[Provided information]

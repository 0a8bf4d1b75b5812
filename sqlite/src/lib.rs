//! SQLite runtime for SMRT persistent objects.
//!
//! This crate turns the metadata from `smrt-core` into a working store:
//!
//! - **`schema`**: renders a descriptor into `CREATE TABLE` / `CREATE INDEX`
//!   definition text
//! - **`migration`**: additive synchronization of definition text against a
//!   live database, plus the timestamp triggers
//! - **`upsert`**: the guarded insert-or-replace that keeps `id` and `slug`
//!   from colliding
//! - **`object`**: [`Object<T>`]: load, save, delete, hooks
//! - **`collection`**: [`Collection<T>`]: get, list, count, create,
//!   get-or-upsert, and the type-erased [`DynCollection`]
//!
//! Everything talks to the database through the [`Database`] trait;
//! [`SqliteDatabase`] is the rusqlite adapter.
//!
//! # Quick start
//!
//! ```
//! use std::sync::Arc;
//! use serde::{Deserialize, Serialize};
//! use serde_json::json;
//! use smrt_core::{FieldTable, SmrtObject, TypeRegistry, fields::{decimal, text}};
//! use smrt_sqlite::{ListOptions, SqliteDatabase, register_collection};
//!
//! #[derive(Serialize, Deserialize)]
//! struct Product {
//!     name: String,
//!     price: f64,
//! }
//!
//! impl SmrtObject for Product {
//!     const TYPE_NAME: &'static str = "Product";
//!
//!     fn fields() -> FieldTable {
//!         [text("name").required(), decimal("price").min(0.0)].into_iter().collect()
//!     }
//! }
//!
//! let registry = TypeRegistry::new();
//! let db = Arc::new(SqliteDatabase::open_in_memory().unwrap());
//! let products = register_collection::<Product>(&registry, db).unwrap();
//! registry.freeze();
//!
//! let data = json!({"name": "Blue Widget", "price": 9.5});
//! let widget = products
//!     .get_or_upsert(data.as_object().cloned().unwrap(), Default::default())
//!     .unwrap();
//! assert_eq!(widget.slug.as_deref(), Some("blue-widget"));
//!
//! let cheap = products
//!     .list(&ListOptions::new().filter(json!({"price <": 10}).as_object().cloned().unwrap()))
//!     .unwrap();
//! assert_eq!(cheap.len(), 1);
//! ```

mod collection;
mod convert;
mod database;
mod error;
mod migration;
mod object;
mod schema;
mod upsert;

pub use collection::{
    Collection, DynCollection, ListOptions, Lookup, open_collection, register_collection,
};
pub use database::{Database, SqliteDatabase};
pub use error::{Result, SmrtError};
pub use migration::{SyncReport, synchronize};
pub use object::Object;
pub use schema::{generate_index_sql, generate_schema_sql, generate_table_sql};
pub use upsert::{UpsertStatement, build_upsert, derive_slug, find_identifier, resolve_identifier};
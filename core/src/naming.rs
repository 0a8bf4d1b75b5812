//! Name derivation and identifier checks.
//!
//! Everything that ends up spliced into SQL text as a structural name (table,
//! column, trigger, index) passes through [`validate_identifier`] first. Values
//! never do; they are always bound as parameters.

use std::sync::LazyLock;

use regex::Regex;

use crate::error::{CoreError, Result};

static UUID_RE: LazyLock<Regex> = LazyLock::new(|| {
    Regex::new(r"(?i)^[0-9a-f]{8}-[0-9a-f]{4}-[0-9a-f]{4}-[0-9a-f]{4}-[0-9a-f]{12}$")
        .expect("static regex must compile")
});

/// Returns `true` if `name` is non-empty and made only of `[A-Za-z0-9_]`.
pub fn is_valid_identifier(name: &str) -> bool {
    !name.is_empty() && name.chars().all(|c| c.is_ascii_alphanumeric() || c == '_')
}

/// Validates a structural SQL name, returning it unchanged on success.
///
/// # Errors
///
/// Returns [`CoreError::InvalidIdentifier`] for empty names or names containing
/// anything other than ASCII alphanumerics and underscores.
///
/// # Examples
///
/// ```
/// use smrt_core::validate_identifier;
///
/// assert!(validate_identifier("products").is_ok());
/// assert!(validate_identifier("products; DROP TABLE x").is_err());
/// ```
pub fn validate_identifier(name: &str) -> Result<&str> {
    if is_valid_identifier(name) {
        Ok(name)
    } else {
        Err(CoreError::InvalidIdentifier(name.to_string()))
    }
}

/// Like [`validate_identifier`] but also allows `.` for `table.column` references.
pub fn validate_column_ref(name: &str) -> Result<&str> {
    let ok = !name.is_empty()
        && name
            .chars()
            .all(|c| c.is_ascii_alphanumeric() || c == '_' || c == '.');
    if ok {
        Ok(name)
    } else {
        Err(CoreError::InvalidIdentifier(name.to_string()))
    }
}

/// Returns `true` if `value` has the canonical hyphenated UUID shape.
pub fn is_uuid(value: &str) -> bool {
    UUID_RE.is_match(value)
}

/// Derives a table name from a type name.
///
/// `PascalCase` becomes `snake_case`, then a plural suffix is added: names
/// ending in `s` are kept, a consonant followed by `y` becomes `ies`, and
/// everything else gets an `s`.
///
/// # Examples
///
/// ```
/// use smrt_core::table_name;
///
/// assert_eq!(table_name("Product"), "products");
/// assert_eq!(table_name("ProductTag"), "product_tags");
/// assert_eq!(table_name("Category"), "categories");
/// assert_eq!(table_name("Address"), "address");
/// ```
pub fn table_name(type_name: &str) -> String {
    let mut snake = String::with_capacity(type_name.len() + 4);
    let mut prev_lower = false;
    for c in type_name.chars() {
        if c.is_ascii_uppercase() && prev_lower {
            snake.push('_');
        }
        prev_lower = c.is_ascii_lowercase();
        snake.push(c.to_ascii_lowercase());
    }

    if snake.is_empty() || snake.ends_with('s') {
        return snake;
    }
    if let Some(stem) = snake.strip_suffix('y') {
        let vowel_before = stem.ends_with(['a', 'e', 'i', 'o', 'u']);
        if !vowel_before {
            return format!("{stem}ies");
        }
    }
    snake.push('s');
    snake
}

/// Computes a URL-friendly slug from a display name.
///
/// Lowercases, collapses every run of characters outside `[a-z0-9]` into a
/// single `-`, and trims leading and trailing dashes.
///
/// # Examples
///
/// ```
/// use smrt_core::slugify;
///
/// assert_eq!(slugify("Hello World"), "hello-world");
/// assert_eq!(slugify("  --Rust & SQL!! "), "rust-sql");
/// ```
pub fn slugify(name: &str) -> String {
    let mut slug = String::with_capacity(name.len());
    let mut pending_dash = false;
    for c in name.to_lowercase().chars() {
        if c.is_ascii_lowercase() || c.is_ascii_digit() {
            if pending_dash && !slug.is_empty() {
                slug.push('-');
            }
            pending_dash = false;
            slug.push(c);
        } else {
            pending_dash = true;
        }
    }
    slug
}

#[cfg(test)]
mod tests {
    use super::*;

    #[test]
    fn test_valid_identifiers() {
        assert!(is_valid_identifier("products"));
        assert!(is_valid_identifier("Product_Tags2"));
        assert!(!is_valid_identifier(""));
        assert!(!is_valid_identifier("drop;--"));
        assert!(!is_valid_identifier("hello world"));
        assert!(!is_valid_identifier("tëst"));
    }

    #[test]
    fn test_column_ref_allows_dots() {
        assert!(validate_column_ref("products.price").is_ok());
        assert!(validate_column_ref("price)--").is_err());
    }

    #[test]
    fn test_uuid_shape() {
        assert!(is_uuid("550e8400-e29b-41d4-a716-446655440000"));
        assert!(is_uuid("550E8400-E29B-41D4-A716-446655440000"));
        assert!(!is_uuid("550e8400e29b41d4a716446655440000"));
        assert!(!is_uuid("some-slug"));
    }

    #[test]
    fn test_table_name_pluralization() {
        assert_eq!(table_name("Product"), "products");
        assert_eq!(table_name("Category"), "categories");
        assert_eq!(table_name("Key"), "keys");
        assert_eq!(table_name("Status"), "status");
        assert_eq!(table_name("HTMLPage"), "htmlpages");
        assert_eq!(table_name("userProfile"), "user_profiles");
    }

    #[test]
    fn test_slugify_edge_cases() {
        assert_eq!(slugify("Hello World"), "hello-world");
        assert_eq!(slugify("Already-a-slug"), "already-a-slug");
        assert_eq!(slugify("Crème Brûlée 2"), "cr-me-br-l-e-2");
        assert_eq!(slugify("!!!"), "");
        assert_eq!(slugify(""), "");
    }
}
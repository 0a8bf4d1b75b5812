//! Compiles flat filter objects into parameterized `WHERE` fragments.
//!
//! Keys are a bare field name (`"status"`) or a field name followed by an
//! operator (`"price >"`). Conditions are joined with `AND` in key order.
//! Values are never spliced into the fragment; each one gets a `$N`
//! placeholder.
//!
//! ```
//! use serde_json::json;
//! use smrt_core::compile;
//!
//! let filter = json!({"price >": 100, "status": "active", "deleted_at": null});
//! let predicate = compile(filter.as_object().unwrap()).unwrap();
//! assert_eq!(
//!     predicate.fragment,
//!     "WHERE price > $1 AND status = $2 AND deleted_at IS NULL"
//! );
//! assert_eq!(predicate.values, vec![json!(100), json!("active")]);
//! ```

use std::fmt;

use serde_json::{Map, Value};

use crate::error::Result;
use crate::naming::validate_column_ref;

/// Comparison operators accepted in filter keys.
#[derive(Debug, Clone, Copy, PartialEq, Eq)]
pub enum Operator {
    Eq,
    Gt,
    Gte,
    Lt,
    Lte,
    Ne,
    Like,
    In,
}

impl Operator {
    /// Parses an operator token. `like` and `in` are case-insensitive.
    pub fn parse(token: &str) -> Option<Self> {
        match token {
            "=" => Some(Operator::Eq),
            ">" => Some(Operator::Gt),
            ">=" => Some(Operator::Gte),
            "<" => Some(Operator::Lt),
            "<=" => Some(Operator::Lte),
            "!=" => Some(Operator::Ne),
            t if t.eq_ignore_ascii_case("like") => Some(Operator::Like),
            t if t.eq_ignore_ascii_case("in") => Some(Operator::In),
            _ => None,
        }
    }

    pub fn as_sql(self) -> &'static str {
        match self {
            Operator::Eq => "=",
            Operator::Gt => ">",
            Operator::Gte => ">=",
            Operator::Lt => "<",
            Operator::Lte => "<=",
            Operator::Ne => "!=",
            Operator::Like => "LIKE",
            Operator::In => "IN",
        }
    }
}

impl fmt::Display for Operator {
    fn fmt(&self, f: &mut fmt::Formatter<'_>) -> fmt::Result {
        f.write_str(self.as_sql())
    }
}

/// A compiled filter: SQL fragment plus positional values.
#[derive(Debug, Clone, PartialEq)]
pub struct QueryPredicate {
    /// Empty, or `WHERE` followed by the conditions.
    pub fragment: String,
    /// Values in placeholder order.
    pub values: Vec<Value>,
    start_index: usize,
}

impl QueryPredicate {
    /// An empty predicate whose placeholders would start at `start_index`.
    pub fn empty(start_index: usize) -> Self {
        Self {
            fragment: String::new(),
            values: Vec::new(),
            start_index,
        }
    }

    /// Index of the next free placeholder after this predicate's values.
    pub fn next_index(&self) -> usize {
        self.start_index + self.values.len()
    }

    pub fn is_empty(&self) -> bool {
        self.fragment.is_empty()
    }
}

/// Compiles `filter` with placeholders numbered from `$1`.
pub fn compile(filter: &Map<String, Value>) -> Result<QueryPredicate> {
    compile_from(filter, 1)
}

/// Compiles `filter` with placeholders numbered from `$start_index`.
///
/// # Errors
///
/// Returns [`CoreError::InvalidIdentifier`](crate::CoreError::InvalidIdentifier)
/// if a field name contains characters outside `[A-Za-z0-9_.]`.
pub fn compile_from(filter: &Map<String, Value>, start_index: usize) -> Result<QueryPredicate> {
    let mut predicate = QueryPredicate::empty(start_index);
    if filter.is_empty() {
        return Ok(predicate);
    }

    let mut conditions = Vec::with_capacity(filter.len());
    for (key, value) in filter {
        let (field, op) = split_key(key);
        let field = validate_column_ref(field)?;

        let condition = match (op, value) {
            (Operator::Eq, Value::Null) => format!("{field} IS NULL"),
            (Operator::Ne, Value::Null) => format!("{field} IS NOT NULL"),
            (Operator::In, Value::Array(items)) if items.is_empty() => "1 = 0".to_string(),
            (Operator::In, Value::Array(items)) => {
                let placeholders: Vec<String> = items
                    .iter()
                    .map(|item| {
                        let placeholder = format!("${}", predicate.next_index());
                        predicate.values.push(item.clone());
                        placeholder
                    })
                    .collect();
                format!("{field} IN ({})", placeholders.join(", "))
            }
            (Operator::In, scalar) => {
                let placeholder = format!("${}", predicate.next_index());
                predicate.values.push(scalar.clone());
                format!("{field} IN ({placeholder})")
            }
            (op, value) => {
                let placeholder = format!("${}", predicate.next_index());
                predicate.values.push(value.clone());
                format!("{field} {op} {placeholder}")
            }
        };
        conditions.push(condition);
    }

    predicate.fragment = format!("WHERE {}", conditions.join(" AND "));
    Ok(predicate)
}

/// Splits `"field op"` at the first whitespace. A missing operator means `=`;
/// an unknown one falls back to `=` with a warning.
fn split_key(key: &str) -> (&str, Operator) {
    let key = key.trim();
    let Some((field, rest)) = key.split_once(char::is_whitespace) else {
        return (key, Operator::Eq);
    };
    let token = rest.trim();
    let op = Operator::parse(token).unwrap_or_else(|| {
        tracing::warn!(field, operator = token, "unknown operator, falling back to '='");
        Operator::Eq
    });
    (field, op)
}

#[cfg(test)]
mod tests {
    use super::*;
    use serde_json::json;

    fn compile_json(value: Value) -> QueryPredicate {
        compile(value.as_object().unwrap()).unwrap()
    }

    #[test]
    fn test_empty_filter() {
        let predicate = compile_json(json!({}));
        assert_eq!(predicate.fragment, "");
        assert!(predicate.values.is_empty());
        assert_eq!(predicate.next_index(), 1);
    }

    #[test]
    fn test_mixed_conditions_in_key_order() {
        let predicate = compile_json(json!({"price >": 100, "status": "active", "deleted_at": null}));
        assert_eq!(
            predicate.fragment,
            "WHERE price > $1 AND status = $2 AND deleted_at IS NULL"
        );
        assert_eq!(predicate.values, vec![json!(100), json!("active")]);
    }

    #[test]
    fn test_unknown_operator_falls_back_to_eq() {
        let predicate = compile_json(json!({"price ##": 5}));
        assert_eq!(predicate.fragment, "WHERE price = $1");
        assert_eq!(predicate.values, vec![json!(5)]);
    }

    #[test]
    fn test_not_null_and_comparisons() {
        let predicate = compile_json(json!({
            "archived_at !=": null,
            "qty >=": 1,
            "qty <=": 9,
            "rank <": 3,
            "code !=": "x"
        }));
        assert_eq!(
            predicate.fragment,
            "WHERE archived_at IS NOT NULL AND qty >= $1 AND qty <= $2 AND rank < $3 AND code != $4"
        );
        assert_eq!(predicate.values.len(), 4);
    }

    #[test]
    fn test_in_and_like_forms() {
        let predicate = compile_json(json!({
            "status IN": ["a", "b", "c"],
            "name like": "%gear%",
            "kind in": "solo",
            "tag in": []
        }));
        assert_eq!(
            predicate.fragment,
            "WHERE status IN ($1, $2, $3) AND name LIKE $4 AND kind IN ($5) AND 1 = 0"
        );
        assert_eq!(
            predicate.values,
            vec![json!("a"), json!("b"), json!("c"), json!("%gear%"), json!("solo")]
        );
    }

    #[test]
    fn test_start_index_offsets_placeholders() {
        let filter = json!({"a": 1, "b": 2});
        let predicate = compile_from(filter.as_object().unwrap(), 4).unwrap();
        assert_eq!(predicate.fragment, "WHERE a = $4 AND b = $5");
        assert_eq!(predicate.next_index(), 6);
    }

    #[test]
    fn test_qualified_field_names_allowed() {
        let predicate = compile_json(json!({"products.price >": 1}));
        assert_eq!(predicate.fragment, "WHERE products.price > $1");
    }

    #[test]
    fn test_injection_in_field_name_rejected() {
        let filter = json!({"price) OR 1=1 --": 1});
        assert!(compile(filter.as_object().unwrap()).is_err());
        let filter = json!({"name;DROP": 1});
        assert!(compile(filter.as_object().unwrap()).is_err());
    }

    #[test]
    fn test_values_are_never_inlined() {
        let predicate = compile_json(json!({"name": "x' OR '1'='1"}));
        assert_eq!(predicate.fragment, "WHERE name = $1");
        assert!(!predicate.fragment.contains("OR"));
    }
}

[/Provided information]
[Provided information]

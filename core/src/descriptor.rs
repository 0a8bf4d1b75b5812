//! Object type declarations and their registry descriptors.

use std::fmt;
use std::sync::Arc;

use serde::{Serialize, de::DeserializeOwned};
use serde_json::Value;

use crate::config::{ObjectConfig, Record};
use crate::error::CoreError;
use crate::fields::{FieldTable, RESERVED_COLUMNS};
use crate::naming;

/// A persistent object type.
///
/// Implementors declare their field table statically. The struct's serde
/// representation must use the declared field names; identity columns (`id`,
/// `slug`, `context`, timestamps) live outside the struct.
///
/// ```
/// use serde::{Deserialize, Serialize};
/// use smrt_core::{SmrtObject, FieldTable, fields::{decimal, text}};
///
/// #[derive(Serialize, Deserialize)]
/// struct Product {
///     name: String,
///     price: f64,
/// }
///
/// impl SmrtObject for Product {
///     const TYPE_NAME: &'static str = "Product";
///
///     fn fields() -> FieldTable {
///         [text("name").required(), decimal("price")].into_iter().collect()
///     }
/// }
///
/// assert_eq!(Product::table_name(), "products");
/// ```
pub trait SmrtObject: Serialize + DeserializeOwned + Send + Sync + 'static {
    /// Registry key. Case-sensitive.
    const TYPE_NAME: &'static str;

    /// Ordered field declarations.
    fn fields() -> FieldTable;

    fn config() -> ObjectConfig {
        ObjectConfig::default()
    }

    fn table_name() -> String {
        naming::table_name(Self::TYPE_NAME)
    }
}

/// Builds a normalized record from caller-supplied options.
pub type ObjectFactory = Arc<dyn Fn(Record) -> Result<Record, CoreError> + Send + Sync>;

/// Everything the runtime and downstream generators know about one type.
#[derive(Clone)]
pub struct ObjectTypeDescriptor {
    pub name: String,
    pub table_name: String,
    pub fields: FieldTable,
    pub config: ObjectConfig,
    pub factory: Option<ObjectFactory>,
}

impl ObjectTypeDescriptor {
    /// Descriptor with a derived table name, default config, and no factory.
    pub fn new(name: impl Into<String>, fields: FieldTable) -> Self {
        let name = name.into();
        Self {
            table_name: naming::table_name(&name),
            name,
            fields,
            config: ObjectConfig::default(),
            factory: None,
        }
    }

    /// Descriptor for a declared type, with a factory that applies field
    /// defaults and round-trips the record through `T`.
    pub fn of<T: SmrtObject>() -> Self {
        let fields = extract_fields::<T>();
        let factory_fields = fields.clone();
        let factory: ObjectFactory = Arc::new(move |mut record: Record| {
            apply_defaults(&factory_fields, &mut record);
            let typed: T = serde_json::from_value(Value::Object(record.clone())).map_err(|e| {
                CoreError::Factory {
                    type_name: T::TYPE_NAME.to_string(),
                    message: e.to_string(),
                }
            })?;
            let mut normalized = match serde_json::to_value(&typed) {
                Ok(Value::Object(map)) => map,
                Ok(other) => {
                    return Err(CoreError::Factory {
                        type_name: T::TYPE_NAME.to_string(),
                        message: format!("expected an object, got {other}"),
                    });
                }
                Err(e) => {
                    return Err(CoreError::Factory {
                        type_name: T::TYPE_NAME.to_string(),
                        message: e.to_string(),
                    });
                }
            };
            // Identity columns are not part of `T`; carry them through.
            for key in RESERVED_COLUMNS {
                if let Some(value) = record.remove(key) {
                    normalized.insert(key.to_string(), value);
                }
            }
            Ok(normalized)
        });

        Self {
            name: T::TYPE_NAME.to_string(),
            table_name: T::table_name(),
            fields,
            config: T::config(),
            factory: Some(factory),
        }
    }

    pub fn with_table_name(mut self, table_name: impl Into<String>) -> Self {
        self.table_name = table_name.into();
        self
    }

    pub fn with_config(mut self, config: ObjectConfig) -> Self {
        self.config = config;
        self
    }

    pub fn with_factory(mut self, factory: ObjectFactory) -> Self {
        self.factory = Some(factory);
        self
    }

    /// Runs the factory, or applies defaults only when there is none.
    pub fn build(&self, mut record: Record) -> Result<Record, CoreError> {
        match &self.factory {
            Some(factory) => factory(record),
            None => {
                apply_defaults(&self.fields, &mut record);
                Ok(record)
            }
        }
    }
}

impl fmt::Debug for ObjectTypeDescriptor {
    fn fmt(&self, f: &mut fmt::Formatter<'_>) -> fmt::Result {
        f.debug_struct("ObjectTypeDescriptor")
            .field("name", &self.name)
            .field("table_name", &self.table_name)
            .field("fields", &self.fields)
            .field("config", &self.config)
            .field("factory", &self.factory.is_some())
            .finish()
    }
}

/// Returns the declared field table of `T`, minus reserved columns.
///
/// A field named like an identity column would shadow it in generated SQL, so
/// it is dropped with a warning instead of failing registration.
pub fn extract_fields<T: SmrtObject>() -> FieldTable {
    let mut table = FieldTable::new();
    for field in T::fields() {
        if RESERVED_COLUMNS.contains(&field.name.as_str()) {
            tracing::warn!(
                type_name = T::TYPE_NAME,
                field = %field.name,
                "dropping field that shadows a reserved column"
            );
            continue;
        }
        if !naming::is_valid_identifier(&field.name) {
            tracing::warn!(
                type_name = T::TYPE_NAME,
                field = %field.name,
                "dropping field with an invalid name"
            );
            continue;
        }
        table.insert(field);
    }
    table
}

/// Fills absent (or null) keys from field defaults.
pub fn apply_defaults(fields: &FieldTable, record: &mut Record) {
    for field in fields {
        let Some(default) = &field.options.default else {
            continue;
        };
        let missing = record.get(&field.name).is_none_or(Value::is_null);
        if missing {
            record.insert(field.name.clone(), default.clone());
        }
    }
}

[/Provided information]
[Provided information]

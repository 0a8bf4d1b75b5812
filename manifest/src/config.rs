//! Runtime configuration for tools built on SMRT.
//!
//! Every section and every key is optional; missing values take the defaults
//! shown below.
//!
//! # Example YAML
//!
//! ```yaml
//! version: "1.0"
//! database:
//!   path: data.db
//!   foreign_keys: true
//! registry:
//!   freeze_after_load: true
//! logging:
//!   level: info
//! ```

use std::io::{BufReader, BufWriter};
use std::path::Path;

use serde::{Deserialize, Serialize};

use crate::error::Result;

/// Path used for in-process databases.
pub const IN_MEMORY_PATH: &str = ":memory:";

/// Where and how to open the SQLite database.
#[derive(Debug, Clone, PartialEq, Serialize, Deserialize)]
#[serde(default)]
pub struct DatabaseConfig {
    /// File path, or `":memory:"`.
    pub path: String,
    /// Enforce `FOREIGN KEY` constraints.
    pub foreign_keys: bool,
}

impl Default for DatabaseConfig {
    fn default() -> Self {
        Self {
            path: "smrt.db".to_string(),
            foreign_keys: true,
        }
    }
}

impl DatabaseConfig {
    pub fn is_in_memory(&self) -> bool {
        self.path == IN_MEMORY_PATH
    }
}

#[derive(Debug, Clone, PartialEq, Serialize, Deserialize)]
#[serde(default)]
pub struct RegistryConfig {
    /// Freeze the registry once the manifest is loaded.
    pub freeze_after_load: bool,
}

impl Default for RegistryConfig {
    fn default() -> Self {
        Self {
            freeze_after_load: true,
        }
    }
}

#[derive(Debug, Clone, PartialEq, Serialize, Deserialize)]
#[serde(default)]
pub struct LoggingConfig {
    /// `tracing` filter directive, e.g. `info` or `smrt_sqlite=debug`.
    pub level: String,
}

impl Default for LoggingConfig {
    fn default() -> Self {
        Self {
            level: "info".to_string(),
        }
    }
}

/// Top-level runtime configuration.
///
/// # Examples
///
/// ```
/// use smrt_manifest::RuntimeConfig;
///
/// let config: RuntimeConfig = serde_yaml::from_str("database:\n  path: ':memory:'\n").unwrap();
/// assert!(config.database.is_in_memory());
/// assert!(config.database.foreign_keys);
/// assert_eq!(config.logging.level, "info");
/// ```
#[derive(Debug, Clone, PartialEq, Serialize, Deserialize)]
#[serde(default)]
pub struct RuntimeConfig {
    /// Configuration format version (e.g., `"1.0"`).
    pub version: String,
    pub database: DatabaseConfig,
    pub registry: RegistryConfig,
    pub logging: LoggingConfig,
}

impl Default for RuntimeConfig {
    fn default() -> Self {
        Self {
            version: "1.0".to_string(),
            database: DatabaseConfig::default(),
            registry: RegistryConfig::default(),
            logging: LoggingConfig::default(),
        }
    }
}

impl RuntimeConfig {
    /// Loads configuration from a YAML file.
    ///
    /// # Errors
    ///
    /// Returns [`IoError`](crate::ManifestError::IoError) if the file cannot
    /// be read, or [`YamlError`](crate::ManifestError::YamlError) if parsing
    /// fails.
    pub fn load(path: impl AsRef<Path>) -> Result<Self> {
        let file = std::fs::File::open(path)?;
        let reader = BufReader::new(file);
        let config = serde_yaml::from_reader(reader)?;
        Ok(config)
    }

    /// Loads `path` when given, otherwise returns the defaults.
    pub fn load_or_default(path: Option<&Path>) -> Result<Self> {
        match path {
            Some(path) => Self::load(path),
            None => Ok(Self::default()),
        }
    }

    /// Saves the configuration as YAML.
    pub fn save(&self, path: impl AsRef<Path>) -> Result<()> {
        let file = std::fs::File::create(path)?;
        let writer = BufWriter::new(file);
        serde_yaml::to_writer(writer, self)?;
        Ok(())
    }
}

[/Provided information]

### Instructions to follow
Return every line of the records in which the word "QueryPredicate" is found.

### Result for this exercise
pub struct QueryPredicate {
impl QueryPredicate {
pub fn compile(filter: &Map<String, Value>) -> Result<QueryPredicate> {
pub fn compile_from(filter: &Map<String, Value>, start_index: usize) -> Result<QueryPredicate> {
    let mut predicate = QueryPredicate::empty(start_index);
    fn compile_json(value: Value) -> QueryPredicate {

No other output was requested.